• Provided records:
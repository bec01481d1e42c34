use std::{
    collections::BTreeMap,
    ffi::{OsStr, OsString},
    path::PathBuf,
};

use crate::workspace::Workspace;

#[cfg(windows)]
const LIST_SEPARATOR: &str = ";";
#[cfg(not(windows))]
const LIST_SEPARATOR: &str = ":";

/// A snapshot of environment variables.
///
/// Values are never written back to the process environment; subprocesses get
/// the snapshot explicitly through [`Env::iter`]. Names and values are kept as
/// OS strings so nothing is lost on the way to a subprocess.
#[derive(Debug, Clone, Default, PartialEq, Eq)]
pub struct Env {
    vars: BTreeMap<OsString, OsString>,
}

impl Env {
    /// Captures the current process environment.
    pub fn from_process() -> Self {
        std::env::vars_os().collect()
    }

    /// Value of `key`, if it is set and valid unicode.
    pub fn get(&self, key: &str) -> Option<&str> {
        self.get_os(key).and_then(OsStr::to_str)
    }

    pub fn get_os(&self, key: &str) -> Option<&OsStr> {
        self.vars.get(OsStr::new(key)).map(OsString::as_os_str)
    }

    pub fn set(mut self, key: impl Into<OsString>, value: impl Into<OsString>) -> Self {
        self.vars.insert(key.into(), value.into());
        self
    }

    /// Puts `value` in front of the list stored in `key`. An unset or empty
    /// variable is simply set to `value`.
    pub fn prepend(mut self, key: &str, value: impl AsRef<OsStr>) -> Self {
        let mut joined = value.as_ref().to_owned();
        if let Some(old) = self.get_os(key).filter(|old| !old.is_empty()) {
            joined.push(LIST_SEPARATOR);
            joined.push(old);
        }
        self.vars.insert(key.into(), joined);
        self
    }

    pub fn iter(&self) -> impl Iterator<Item = (&OsStr, &OsStr)> {
        self.vars.iter().map(|(k, v)| (k.as_os_str(), v.as_os_str()))
    }

    /// `KEY=value` pairs, the way a shell would print them.
    pub fn to_strings(&self) -> Vec<String> {
        self.iter()
            .map(|(k, v)| format!("{}={}", k.to_string_lossy(), v.to_string_lossy()))
            .collect()
    }
}

impl<K: Into<OsString>, V: Into<OsString>> FromIterator<(K, V)> for Env {
    fn from_iter<I: IntoIterator<Item = (K, V)>>(iter: I) -> Self {
        Env {
            vars: iter
                .into_iter()
                .map(|(k, v)| (k.into(), v.into()))
                .collect(),
        }
    }
}

#[derive(Debug, Clone, Copy, PartialEq, Eq)]
pub enum GopathMode {
    /// `GOPATH` is the vendor directory only.
    Replace,
    /// The vendor directory is put in front of the ambient `GOPATH`.
    Prepend,
}

/// Builds subprocess environments that point the Go toolchain at the vendor
/// workspace.
#[derive(Debug, Clone)]
pub struct EnvPatcher {
    base: Env,
    workspace: Workspace,
}

impl EnvPatcher {
    pub fn new(base: Env, vendor_dir: impl Into<PathBuf>) -> Self {
        EnvPatcher {
            base,
            workspace: Workspace::new(vendor_dir),
        }
    }

    pub fn base(&self) -> &Env {
        &self.base
    }

    pub fn bin_dir(&self) -> PathBuf {
        self.workspace.bin_dir()
    }

    pub fn patched(&self, mode: GopathMode) -> Env {
        let vendor_dir = self.workspace.vendor_dir();
        let bin_dir = self.workspace.bin_dir();

        let env = match mode {
            GopathMode::Replace => self.base.clone().set("GOPATH", vendor_dir),
            GopathMode::Prepend => self.base.clone().prepend("GOPATH", vendor_dir),
        };
        env.set("GOBIN", &bin_dir).prepend("PATH", &bin_dir)
    }
}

• Action item:
Print exactly the lines from the one with "pub enum GopathMode" through the end of the data, inclusive.

• Answer:
pub enum GopathMode {
    /// `GOPATH` is the vendor directory only.
    Replace,
    /// The vendor directory is put in front of the ambient `GOPATH`.
    Prepend,
}

/// Builds subprocess environments that point the Go toolchain at the vendor
/// workspace.
#[derive(Debug, Clone)]
pub struct EnvPatcher {
    base: Env,
    workspace: Workspace,
}

impl EnvPatcher {
    pub fn new(base: Env, vendor_dir: impl Into<PathBuf>) -> Self {
        EnvPatcher {
            base,
            workspace: Workspace::new(vendor_dir),
        }
    }

    pub fn base(&self) -> &Env {
        &self.base
    }

    pub fn bin_dir(&self) -> PathBuf {
        self.workspace.bin_dir()
    }

    pub fn patched(&self, mode: GopathMode) -> Env {
        let vendor_dir = self.workspace.vendor_dir();
        let bin_dir = self.workspace.bin_dir();

        let env = match mode {
            GopathMode::Replace => self.base.clone().set("GOPATH", vendor_dir),
            GopathMode::Prepend => self.base.clone().prepend("GOPATH", vendor_dir),
        };
        env.set("GOBIN", &bin_dir).prepend("PATH", &bin_dir)
    }
}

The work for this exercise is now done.